Work request — Find each line below containing the word "MySqlPool" and copy it.

Dataset excerpts —
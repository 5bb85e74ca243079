//! Tracing subscriber setup

use tracing_subscriber::{fmt, layer::SubscriberExt, util::SubscriberInitExt, EnvFilter};

use sg_shared::{LogFormat, LoggingConfig};

/// Install the global subscriber
///
/// `RUST_LOG` overrides the configured level when set.
pub fn init_tracing(config: &LoggingConfig) {
    let env_filter = EnvFilter::try_from_default_env()
        .unwrap_or_else(|_| EnvFilter::new(format!("{},sqlx=warn", config.level)));

    let registry = tracing_subscriber::registry().with(env_filter);

    match config.format {
        LogFormat::Json => registry
            .with(
                fmt::layer()
                    .json()
                    .with_file(config.source_location)
                    .with_line_number(config.source_location),
            )
            .init(),
        LogFormat::Pretty => registry
            .with(
                fmt::layer()
                    .pretty()
                    .with_file(config.source_location)
                    .with_line_number(config.source_location),
            )
            .init(),
        LogFormat::Compact => registry.with(fmt::layer().compact()).init(),
    }
}
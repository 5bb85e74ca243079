pub mod list;
pub mod lookup;
pub mod me;

pub use list::list_users;
pub use lookup::find_by_username;
pub use me::{me, update_me};
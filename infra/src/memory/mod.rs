//! Process-local adapters
//!
//! State lives only as long as the process. Used for development runs
//! without MySQL and by the API integration tests.

mod revocation_store;
mod user_directory;


pub use revocation_store::InMemoryRevocationStore;
pub use user_directory::InMemoryUserDirectory;
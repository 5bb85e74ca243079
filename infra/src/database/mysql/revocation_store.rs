//! MySQL implementation of the RevocationStore trait.
//!
//! Tokens are stored as SHA-256 digests in `revoked_tokens`; the digest is
//! the primary key, so `INSERT IGNORE` makes repeated revocation a no-op.

use async_trait::async_trait;
use chrono::{DateTime, Utc};
use sqlx::MySqlPool;

use sg_core::domain::entities::revocation::RevocationEntry;
use sg_core::errors::DomainError;
use sg_core::repositories::RevocationStore;

use crate::token_hash::hash_token;

/// MySQL implementation of RevocationStore
pub struct MySqlRevocationStore {
    /// Database connection pool
    pool: MySqlPool,
}

impl MySqlRevocationStore {
    pub fn new(pool: MySqlPool) -> Self {
        Self { pool }
    }
}

#[async_trait]
impl RevocationStore for MySqlRevocationStore {
    async fn contains(&self, token: &str) -> Result<bool, DomainError> {
        let query = "SELECT 1 FROM revoked_tokens WHERE token_hash = ? LIMIT 1";

        let row = sqlx::query(query)
            .bind(hash_token(token))
            .fetch_optional(&self.pool)
            .await
            .map_err(|e| DomainError::store(format!("Failed to check revoked token: {}", e)))?;

        Ok(row.is_some())
    }

    async fn add(&self, entry: RevocationEntry) -> Result<(), DomainError> {
        let query = r#"
            INSERT IGNORE INTO revoked_tokens (token_hash, owner_email, revoked_at, expires_at)
            VALUES (?, ?, ?, ?)
        "#;

        sqlx::query(query)
            .bind(hash_token(&entry.token))
            .bind(&entry.owner_email)
            .bind(entry.revoked_at)
            .bind(entry.expires_at)
            .execute(&self.pool)
            .await
            .map_err(|e| DomainError::store(format!("Failed to revoke token: {}", e)))?;

        Ok(())
    }

    async fn purge_expired(&self, cutoff: DateTime<Utc>) -> Result<usize, DomainError> {
        let query = r#"
            DELETE FROM revoked_tokens
            WHERE expires_at IS NOT NULL AND expires_at < ?
        "#;

        let result = sqlx::query(query)
            .bind(cutoff)
            .execute(&self.pool)
            .await
            .map_err(|e| DomainError::store(format!("Failed to purge revoked tokens: {}", e)))?;

        Ok(result.rows_affected() as usize)
    }
}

Response to this exercise —
use sqlx::MySqlPool;
    pool: MySqlPool,
    pub fn new(pool: MySqlPool) -> Self {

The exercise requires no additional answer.